The following year, 1947, Jackie Robinson made his major league debut with the Brooklyn Dodgers, and once the color barrier was lifted, Brown and Hank Thompson were signed by St. Louis Browns' owner Bill Veeck. Batting .353 with eight homers in 46 games at the time, he was labeled a "can't miss" prospect by major league scouts and sent directly to the Browns without an adjustment period in the minor leagues, as Robinson had received for the new "experiment." Both he and Thompson were questionable personality types and needed this interim period much more than Robinson. However, the husky outfielder was not given this opportunity nor adequate time to make the transition at the major league level and, after playing briefly (21 games) and hitting only 79 with one homer, he and Thompson were released unconditionally.
Brown thought that they should have been farmed out after their release, and given another chance after a period of adjustment. Thompson did get a second chance, with the New York Giants, and made good on his second opportunity, but Brown never received a second chance. A footnote to his major league career was that his lone home run was the first ever hit in the American League by a black player. A second footnote deals with a different aspect of the home run. Brown hit the homer with a bat that belonged to a teammate, and the player broke the bat rather than allow Brown ever to use it again.
After his release, he returned to the Monarchs, where he hit .336 for the remainder of he year. In 1948 he resumed his barrage on Negro American League pitching with a .374 average while slugging a league-leading 18 home runs. In 1949 he hit .371 before going into organized ball, ending his career in the Negro Leagues with a .355 lifetime batting average and six All Star appearances.
The next year he played in the Border League with Ottawa, where he hit .352. In the twilight of his career, he moved to the Texas League for four years (1953-1956), where he hit .310, .314, .301, and .299 with 23, 35, 19 and 14 home runs, respectively. In two of his four seasons he led his team to the Texas League pennant, first with Dallas in 1953 and with Houston the following year, and gained a popularity so lasting that he continues to be an area favorite. The latter season he also played for a short time with the Topeka club in the Western League and hit .294 with 3 homers, leaving him with a lifetime .305 average for his combined minor- and major-league career. His final appearance in professional baseball was with Santurce in Puerto Rico during the following winter (1956-1957), but he hit only .261 with 2 home runs in 23 at- bats.

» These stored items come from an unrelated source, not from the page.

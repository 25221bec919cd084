mod frame_allocator;
mod page_table_entry;

use thiserror::Error;

pub use frame_allocator::FrameAllocator;
pub use page_table_entry::PageTableEntry;

#[derive(Error, Debug, PartialEq)]
pub enum PageTableError {
    /// Pages are mapped once; the existing mapping is kept.
    #[error("page {page} is already mapped to frame {frame}")]
    AlreadyMapped { page: u32, frame: u32 },
    #[error("page {page} is out of range")]
    OutOfRange { page: u32 },
}

/// Single-level page table with one entry per logical page.
#[derive(Debug, Clone)]
pub struct PageTable<const PAGES: usize> {
    entries: Vec<Option<PageTableEntry>>,
}

impl<const PAGES: usize> PageTable<PAGES> {
    pub fn init() -> Self {
        Self {
            entries: vec![None; PAGES],
        }
    }

    fn get_entry(&self, page_number: u32) -> Option<PageTableEntry> {
        *self.entries.get(page_number as usize)?
    }

    /// Frame holding `page_number`, or `None` while it is unmapped.
    pub fn get_frame(&self, page_number: u32) -> Option<u32> {
        let entry = self.get_entry(page_number)?;
        Some(entry.get_frame_number())
    }

    pub fn map_to_frame(&mut self, page_number: u32, frame_number: u32) -> Result<(), PageTableError> {
        let slot = self
            .entries
            .get_mut(page_number as usize)
            .ok_or(PageTableError::OutOfRange { page: page_number })?;
        if let Some(existing) = slot {
            return Err(PageTableError::AlreadyMapped {
                page: page_number,
                frame: existing.get_frame_number(),
            });
        }
        let mut entry = PageTableEntry::zero();
        entry.set_frame_number(frame_number);
        *slot = Some(entry);
        Ok(())
    }

    /// Number of pages currently backed by a frame.
    pub fn resident_pages(&self) -> usize {
        self.entries.iter().filter(|e| e.is_some()).count()
    }
}

impl<const PAGES: usize> Default for PageTable<PAGES> {
    fn default() -> Self {
        Self::init()
    }
}

#[cfg(test)]
mod tests {
    use super::{PageTable, PageTableError};

    #[test]
    fn create_mapping() {
        let mut table: PageTable<256> = PageTable::init();
        table.map_to_frame(12, 43).unwrap();
        table.map_to_frame(4, 45).unwrap();
        assert_eq!(table.get_frame(12), Some(43));
        assert_eq!(table.get_frame(4), Some(45));
        assert_eq!(table.resident_pages(), 2);
    }

    #[test]
    fn unmapped_page() {
        let table: PageTable<256> = PageTable::init();
        assert_eq!(table.get_frame(0), None);
        assert_eq!(table.get_frame(255), None);
        assert_eq!(table.get_frame(256), None);
    }

    #[test]
    fn frame_zero_is_a_valid_mapping() {
        let mut table: PageTable<256> = PageTable::init();
        table.map_to_frame(7, 0).unwrap();
        assert_eq!(table.get_frame(7), Some(0));
    }

    #[test]
    fn remap_is_rejected() {
        let mut table: PageTable<256> = PageTable::init();
        table.map_to_frame(12, 43).unwrap();
        assert_eq!(
            table.map_to_frame(12, 49),
            Err(PageTableError::AlreadyMapped { page: 12, frame: 43 })
        );
        assert_eq!(table.get_frame(12), Some(43));
        assert_eq!(table.resident_pages(), 1);
    }

    #[test]
    fn map_out_of_range() {
        let mut table: PageTable<256> = PageTable::init();
        assert_eq!(
            table.map_to_frame(256, 1),
            Err(PageTableError::OutOfRange { page: 256 })
        );
    }
}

Brown first began playing baseball as a youngster in Shreveport, Louisiana, and in 1934 he signed with the Negro Southern League's Monroe Monarchs for $10 a week as a shortstop and pitcher. After only one year, he was grabbed by Kansas City Monarchs' owner J.L. Wilkinson, who offered Brown a $250 bonus, $125 per month and $1 a day meal money. He made his first All Star appearance as a shortstop in the 1936 East-West game. But after two years as the Monarchs' regular shortstop, slick fielding Byron Johnson was installed at shortstop in 1937, and Brown was moved to the outfield. He was selected to the All Star team that season at his new position.

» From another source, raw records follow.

use std::io::{self, BufRead};

use log::warn;

/// Parses a line the way C's `atoi` does: leading whitespace, an optional
/// sign, then the longest run of digits. Anything else yields 0, and values
/// past the `i64` range clamp to its bounds before narrowing to `i32`.
///
/// The second value is false when the line was not a clean integer.
pub fn parse_address(line: &[u8]) -> (i32, bool) {
    if let Some(address) = std::str::from_utf8(line)
        .ok()
        .and_then(|s| s.trim().parse::<i32>().ok())
    {
        return (address, true);
    }

    let mut bytes = line
        .iter()
        .copied()
        .skip_while(|b| matches!(b, b' ' | b'\t' | b'\n' | b'\r' | 0x0b | 0x0c))
        .peekable();
    let negative = match bytes.peek() {
        Some(b'-') => {
            bytes.next();
            true
        }
        Some(b'+') => {
            bytes.next();
            false
        }
        _ => false,
    };
    // Accumulate towards the sign so the negative side reaches i64::MIN.
    let mut value: i64 = 0;
    for digit in bytes.map_while(|b| b.is_ascii_digit().then(|| (b - b'0') as i64)) {
        value = value.saturating_mul(10);
        value = if negative {
            value.saturating_sub(digit)
        } else {
            value.saturating_add(digit)
        };
    }
    (value as i32, false)
}

/// Iterator over the logical addresses in a byte stream, one per line.
///
/// Lines are taken as raw bytes, so text that is not UTF-8 is parsed like
/// any other malformed line instead of failing the stream.
pub struct AddressReader<R> {
    reader: R,
    buf: Vec<u8>,
    line_number: usize,
}

impl<R: BufRead> AddressReader<R> {
    pub fn new(reader: R) -> Self {
        Self {
            reader,
            buf: Vec::new(),
            line_number: 0,
        }
    }
}

impl<R: BufRead> Iterator for AddressReader<R> {
    type Item = io::Result<i32>;

    fn next(&mut self) -> Option<Self::Item> {
        self.buf.clear();
        match self.reader.read_until(b'\n', &mut self.buf) {
            Ok(0) => return None,
            Ok(_) => {}
            Err(e) => return Some(Err(e)),
        }
        self.line_number += 1;
        let line = self.buf.strip_suffix(b"\n").unwrap_or(&self.buf[..]);
        let (address, clean) = parse_address(line);
        if !clean {
            warn!(
                "Line {}: {:?} is not a valid address, using {}",
                self.line_number,
                String::from_utf8_lossy(line),
                address
            );
        }
        Some(Ok(address))
    }
}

A natural athlete, Brown was very talented but lacked drive. He loved to play to large crowds but was lazy, stubborn, and very relaxed, "saving his strength" and playing hard only when he thought it necessary. He was also lackadaisical at times, and often would carry a copy of Reader's Digest in his hip pocket to read in centerfield during a game. Off the field, he was congenial, fun loving, and enjoyed a long-lasting popularity from his playing days in the Texas League. After retiring from baseball, he settled in Houston and continued to enjoy life until he was hospitalized in 1989 with Alzheimer's disease. He was inducted into the National Baseball Hall of Fame in 2006.